[Excerpts from a dataset]
>>>

/// A mutable iterator over the values of a [`HashMap`].
pub struct ValuesMut<'a, K, V, H> {
    inner: hash_table::IterMut<'a, (K, V), H>,
}

impl<'a, K, V, H> Iterator for ValuesMut<'a, K, V, H> {
    type Item = &'a mut V;

    fn next(&mut self) -> Option<Self::Item> {
        self.inner.next().map(|(_, v)| v)
    }

    fn size_hint(&self) -> (usize, Option<usize>) {
        self.inner.size_hint()
    }
}

impl<K, V, H> ExactSizeIterator for ValuesMut<'_, K, V, H> {}
impl<K, V, H> FusedIterator for ValuesMut<'_, K, V, H> {}

/// A draining iterator over the entries of a [`HashMap`].
pub struct Drain<'a, K, V, H> {
    inner: hash_table::Drain<'a, (K, V), H>,
}

impl<K, V, H> Iterator for Drain<'_, K, V, H> {
    type Item = (K, V);

    fn next(&mut self) -> Option<Self::Item> {
        self.inner.next()
    }

    fn size_hint(&self) -> (usize, Option<usize>) {
        self.inner.size_hint()
    }
}

impl<K, V, H> ExactSizeIterator for Drain<'_, K, V, H> {}
impl<K, V, H> FusedIterator for Drain<'_, K, V, H> {}

/// An owning iterator over the entries of a [`HashMap`].
pub struct IntoIter<K, V, H> {
    inner: hash_table::IntoIter<(K, V), H>,
}

impl<K, V, H> Iterator for IntoIter<K, V, H> {
    type Item = (K, V);

    fn next(&mut self) -> Option<Self::Item> {
        self.inner.next()
    }

    fn size_hint(&self) -> (usize, Option<usize>) {
        self.inner.size_hint()
    }
}

impl<K, V, H> ExactSizeIterator for IntoIter<K, V, H> {}
impl<K, V, H> FusedIterator for IntoIter<K, V, H> {}
// HashMap / HashSet property tests against a std::collections model.
//
// Property 1: a random sequence of insert, assign, remove, entry and lookup
// operations leaves the map holding exactly the model's entries.
//  - Invariant after every step: len() matches the model, the touched key's
//    presence matches, and len * 100 < capacity * 75.
//
// Property 2: growth and reserve preserve membership.
//
// Property 3: cursor erase by position removes exactly the visited entries
// and visits every entry once.
//
// Property 4: HashSet mirrors a BTreeSet model.
use std::collections::BTreeSet;
use std::collections::HashMap as ModelMap;

use hood_hash::HashMap;
use hood_hash::HashSet;
use hood_hash::hashing::DefaultHashBuilder;
use proptest::prelude::*;

fn key(k: u16) -> String {
    format!("k{k}")
}

fn assert_load_factor<K, V, H: hood_hash::HashWidth, S>(
    map: &HashMap<K, V, H, S>,
) -> Result<(), TestCaseError> {
    prop_assert!(
        map.len() * 100 < map.capacity() * 75,
        "len {} capacity {}",
        map.len(),
        map.capacity()
    );
    Ok(())
}

proptest! {
    #[test]
    fn prop_map_matches_model(
        key_space in 1u16..=64,
        ops in proptest::collection::vec((0u8..=5u8, any::<u16>(), any::<i32>()), 1..400),
    ) {
        let mut map: HashMap<String, i32> = HashMap::with_capacity(1);
        let mut model: ModelMap<String, i32> = ModelMap::new();

        for (op, raw_k, value) in ops {
            let k = key(raw_k % key_space);
            match op {
                // Insert never overwrites.
                0 => {
                    let inserted = map.insert(k.clone(), value);
                    prop_assert_eq!(inserted, !model.contains_key(&k));
                    model.entry(k.clone()).or_insert(value);
                }
                1 => {
                    let previous = map.insert_or_assign(k.clone(), value);
                    prop_assert_eq!(previous, model.insert(k.clone(), value));
                }
                2 => {
                    let removed = map.remove(k.as_str());
                    prop_assert_eq!(removed, model.remove(&k));
                }
                3 => {
                    *map.entry(k.clone()).or_insert(0) += 1;
                    *model.entry(k.clone()).or_insert(0) += 1;
                }
                4 => {
                    let was_absent = !model.contains_key(&k);
                    let (stored, inserted) = map.try_emplace(k.clone(), || value);
                    let stored = *stored;
                    let expected = *model.entry(k.clone()).or_insert(value);
                    prop_assert_eq!(stored, expected);
                    prop_assert_eq!(inserted, was_absent);
                }
                5 => {
                    prop_assert_eq!(map.get(k.as_str()), model.get(&k));
                    prop_assert_eq!(map.at(k.as_str()).ok(), model.get(&k));
                }
                _ => unreachable!(),
            }

            prop_assert_eq!(map.len(), model.len());
            prop_assert_eq!(map.contains_key(k.as_str()), model.contains_key(&k));
            assert_load_factor(&map)?;
        }

        for (k, v) in &model {
            prop_assert_eq!(map.get(k.as_str()), Some(v));
            prop_assert_eq!(map.get(k), Some(v));
        }
        prop_assert_eq!(map.iter().count(), model.len());
    }

    #[test]
    fn prop_growth_preserves_membership(
        keys in proptest::collection::hash_set(any::<u64>(), 0..600),
        reserve_to in 0usize..4096,
        seed in any::<u64>(),
    ) {
        let mut map: HashMap<u64, u64, u64> =
            HashMap::with_capacity_and_hasher(1, DefaultHashBuilder::with_seed(seed));
        for &k in &keys {
            prop_assert!(map.insert(k, k ^ 0xFF));
            assert_load_factor(&map)?;
        }

        let capacity_before = map.capacity();
        map.reserve(reserve_to);
        prop_assert!(map.capacity() >= capacity_before);
        prop_assert!(map.capacity() >= reserve_to);
        prop_assert!(map.capacity().is_power_of_two());

        prop_assert_eq!(map.len(), keys.len());
        for &k in &keys {
            prop_assert_eq!(map.get(&k), Some(&(k ^ 0xFF)));
        }
    }

    #[test]
    fn prop_cursor_erase_visits_each_entry_once(
        keys in proptest::collection::hash_set(0u32..10_000, 0..300),
        modulus in 1u32..5,
    ) {
        let mut map: HashMap<u32, u32> = keys.iter().map(|&k| (k, k)).collect();
        let mut seen = BTreeSet::new();
        let mut removed = BTreeSet::new();

        let mut cursor = map.cursor_mut();
        while let Some(&k) = cursor.key() {
            prop_assert!(seen.insert(k), "visited {} twice", k);
            if k % modulus == 0 {
                let (removed_key, _) = cursor.remove_current().unwrap();
                prop_assert_eq!(removed_key, k);
                removed.insert(k);
            } else {
                cursor.move_next();
            }
        }

        let all: BTreeSet<u32> = keys.iter().copied().collect();
        prop_assert_eq!(&seen, &all);
        prop_assert_eq!(map.len(), keys.len() - removed.len());
        for k in &keys {
            prop_assert_eq!(map.contains_key(k), !removed.contains(k));
        }
    }

    #[test]
    fn prop_set_matches_model(
        ops in proptest::collection::vec((any::<bool>(), 0u8..100), 1..300),
    ) {
        let mut set: HashSet<u8> = HashSet::new();
        let mut model = BTreeSet::new();

        for (insert, value) in ops {
            if insert {
                prop_assert_eq!(set.insert(value), model.insert(value));
            } else {
                prop_assert_eq!(set.remove(&value), model.remove(&value));
            }
            prop_assert_eq!(set.len(), model.len());
        }

        let collected: BTreeSet<u8> = set.iter().copied().collect();
        prop_assert_eq!(collected, model);
    }
}

#[test]
fn fruit_scenario() {
    let mut map: HashMap<String, i32> = HashMap::with_capacity(32);
    map.insert("apple".to_string(), 1);
    map.insert("banana".to_string(), 2);
    map.insert("cherry".to_string(), 3);

    assert_eq!(map.len(), 3);
    assert_eq!(map.capacity(), 32);
    assert_eq!(map.get("apple"), Some(&1));
    assert_eq!(map.get("missing"), None);

    assert_eq!(map.remove("banana"), Some(2));
    assert_eq!(map.len(), 2);
    assert!(!map.contains_key("banana"));
    assert_eq!(map.get("apple"), Some(&1));
    assert_eq!(map.get("cherry"), Some(&3));
}

#[test]
fn heterogeneous_lookup_finds_the_same_entry() {
    let map: HashMap<String, i32> = HashMap::from([("abc".to_string(), 7)]);
    let by_str = map.get_key_value("abc");
    let by_string = map.get_key_value(&String::from("abc"));
    assert_eq!(by_str, by_string);
    assert!(core::ptr::eq(by_str.unwrap().1, by_string.unwrap().1));
}
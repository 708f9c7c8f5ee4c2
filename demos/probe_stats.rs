use clap::Parser;
use hood_hash::HashMap;
use hood_hash::PerfectHashMap;
use hood_hash::hashing::DefaultHashBuilder;

#[derive(Parser, Debug)]
struct Args {
    #[arg(short = 'c', long = "target_capacity", default_value_t = 1000)]
    target_capacity: usize,

    /// Seed for the default hasher.
    #[arg(short = 's', long = "seed")]
    seed: Option<u32>,

    /// Also build a perfect hash map over the same keys.
    #[arg(short = 'p', long = "perfect")]
    perfect: bool,
}

fn main() {
    let args = Args::parse();

    println!(
        "Creating HashMap with target capacity: {}",
        args.target_capacity
    );

    let hasher = args
        .seed
        .map(DefaultHashBuilder::with_seed)
        .unwrap_or_default();
    let mut map: HashMap<u64, u64> =
        HashMap::with_capacity_and_hasher(args.target_capacity, hasher.clone());

    println!("Actual capacity: {}", map.capacity());
    println!("Filling map with u64 keys up to the load limit...");

    // Stay below the 75% threshold so the table does not grow mid-fill.
    let num_values = (map.capacity() * 3 / 4).saturating_sub(1);
    for i in 0..num_values {
        let key = i as u64;
        assert!(map.insert(key, key * 2), "key already present: {key}");
    }

    println!("Inserted {} values into map", map.len());
    println!(
        "Final load factor: {:.2}%",
        (map.len() as f64 / map.capacity() as f64) * 100.0
    );

    map.probe_histogram().print();
    map.debug_stats().print();

    if args.perfect {
        let items: Vec<(u64, u64)> = map.drain().collect();
        let built: Result<PerfectHashMap<u64, u64>, _> =
            PerfectHashMap::with_hasher(items, hasher);
        match built {
            Ok(perfect) => {
                println!(
                    "Perfect hash map: {} keys in {} slots ({:.2}% full)",
                    perfect.count(),
                    perfect.size(),
                    perfect.count() as f64 / perfect.size().max(1) as f64 * 100.0
                );
            }
            Err(err) => println!("Perfect hash build failed: {err}"),
        }
    }
}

<<<

● **Requirement**
Some lines of the data may hold the word "copied". Say how many do, with nothing else.

● **Task output**
2